An object is located 14.0cm in front of a convex mirror the image is being 7.00cm behind the mirror. A second object twice as tall as the first one is placed in front of the mirror, but at a different location. The image of this second object had the same height as the other imafe. how far in front of the mirror is the second object located?

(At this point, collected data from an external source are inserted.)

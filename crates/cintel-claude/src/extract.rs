//! Response interpretation: free text, or an embedded JSON object with a
//! raw-text fallback.

use cintel_core::{Analysis, AnalysisMode, StructuredAnalysis};

/// Locate the first top-level brace-delimited JSON object substring.
///
/// Greedy match from the first `{` to the last `}`, which tolerates prose
/// before and after the object. A response with multiple JSON fragments or
/// stray braces in trailing prose can mis-capture; the parse failure then
/// lands in the [`Analysis::Unparsed`] fallback rather than an error.
#[must_use]
pub fn extract_json_block(text: &str) -> Option<&str> {
    let start = text.find('{')?;
    let end = text.rfind('}')?;
    if end < start {
        return None;
    }
    Some(&text[start..=end])
}

/// Interpret a generation-API response according to the deployment's
/// analysis mode.
///
/// Free-text mode returns the response verbatim. Structured mode extracts
/// and parses the embedded JSON object; any failure degrades to
/// [`Analysis::Unparsed`] carrying the raw text so callers can still show
/// something.
#[must_use]
pub fn interpret_response(text: &str, mode: AnalysisMode) -> Analysis {
    match mode {
        AnalysisMode::FreeText => Analysis::Text(text.to_string()),
        AnalysisMode::Structured => parse_structured(text),
    }
}

fn parse_structured(text: &str) -> Analysis {
    let parsed = extract_json_block(text)
        .ok_or_else(|| "no JSON object found in response".to_string())
        .and_then(|block| {
            serde_json::from_str::<StructuredAnalysis>(block).map_err(|e| e.to_string())
        });

    match parsed {
        Ok(structured) => Analysis::Structured(structured),
        Err(reason) => {
            tracing::warn!(reason = %reason, "falling back to raw analysis text");
            Analysis::Unparsed {
                error: format!("Could not parse analysis: {reason}"),
                raw_response: text.to_string(),
            }
        }
    }
}
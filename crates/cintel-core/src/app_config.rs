use std::net::SocketAddr;

#[derive(Debug, Clone, PartialEq, Eq)]
pub enum Environment {
    Development,
    Test,
    Production,
}

impl std::fmt::Display for Environment {
    fn fmt(&self, f: &mut std::fmt::Formatter<'_>) -> std::fmt::Result {
        match self {
            Environment::Development => write!(f, "development"),
            Environment::Test => write!(f, "test"),
            Environment::Production => write!(f, "production"),
        }
    }
}

/// How the generation API response is interpreted.
///
/// Chosen once per deployment; the two modes use different prompt templates
/// and produce different [`crate::Analysis`] variants.
#[derive(Debug, Clone, Copy, PartialEq, Eq)]
pub enum AnalysisMode {
    /// The raw response text is the analysis verbatim.
    FreeText,
    /// A JSON object is extracted from the response and parsed into
    /// [`crate::StructuredAnalysis`], falling back to raw text.
    Structured,
}

#[derive(Clone)]
pub struct AppConfig {
    pub env: Environment,
    pub bind_addr: SocketAddr,
    pub log_level: String,
    /// Comments-API credential. `None` degrades all routes to a
    /// configuration-error response rather than failing startup.
    pub youtube_api_key: Option<String>,
    /// Generation-API credential, same degradation rule.
    pub anthropic_api_key: Option<String>,
    pub analysis_mode: AnalysisMode,
    pub claude_model: String,
    pub claude_max_tokens: u32,
    pub comment_limit: u32,
    pub youtube_timeout_secs: u64,
    pub claude_timeout_secs: u64,
}

impl AppConfig {
    /// Both external credentials are present.
    #[must_use]
    pub fn is_configured(&self) -> bool {
        self.youtube_api_key.is_some() && self.anthropic_api_key.is_some()
    }
}

impl std::fmt::Debug for AppConfig {
    fn fmt(&self, f: &mut std::fmt::Formatter<'_>) -> std::fmt::Result {
        f.debug_struct("AppConfig")
            .field("env", &self.env)
            .field("bind_addr", &self.bind_addr)
            .field("log_level", &self.log_level)
            .field(
                "youtube_api_key",
                &self.youtube_api_key.as_ref().map(|_| "[redacted]"),
            )
            .field(
                "anthropic_api_key",
                &self.anthropic_api_key.as_ref().map(|_| "[redacted]"),
            )
            .field("analysis_mode", &self.analysis_mode)
            .field("claude_model", &self.claude_model)
            .field("claude_max_tokens", &self.claude_max_tokens)
            .field("comment_limit", &self.comment_limit)
            .field("youtube_timeout_secs", &self.youtube_timeout_secs)
            .field("claude_timeout_secs", &self.claude_timeout_secs)
            .finish()
    }
}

I've seen the solution, where the do2 = +42.00cm

The last line of the solution is as follows and is where I get lost. (please see part 3 - attempt at solution)

## Homework Equations

1/do + 1/di = 1/f

hi/ho = -di/do

## The Attempt at a Solution

I've seen thttp://www.scribd.com/doc/27149366/Ch-25-PHYSICS-CUTNELL-SOLUTIONS-MANUEL-7th-EDITION-go-to-other-document-for-8th-version-conversion" [Broken], (problem 39) where the do2 = +42.00cm

The last line of the solution is as follows and is where I get lost

Using this result in the mirror equation, as applied to the second object, we find that

1/do + 1/di = 1/f

1/d0 = 1/f - 1/di

1/do = (1/-14.00) - (1/-0.25do)

...

do = 42.00cm

in the ... section this is my attempt which is incorrect.

1/do = (1/-14.00) - (1/-0.25do)

1/do = -0.25do - -14.00/ 3.5do

do = 1/(13.75/3.5)

do = 0.255 [completely incorrect]

I know I am looking at a basic error here forgetting fractions or something very basic but cannot recall what it is . Can someone break it down?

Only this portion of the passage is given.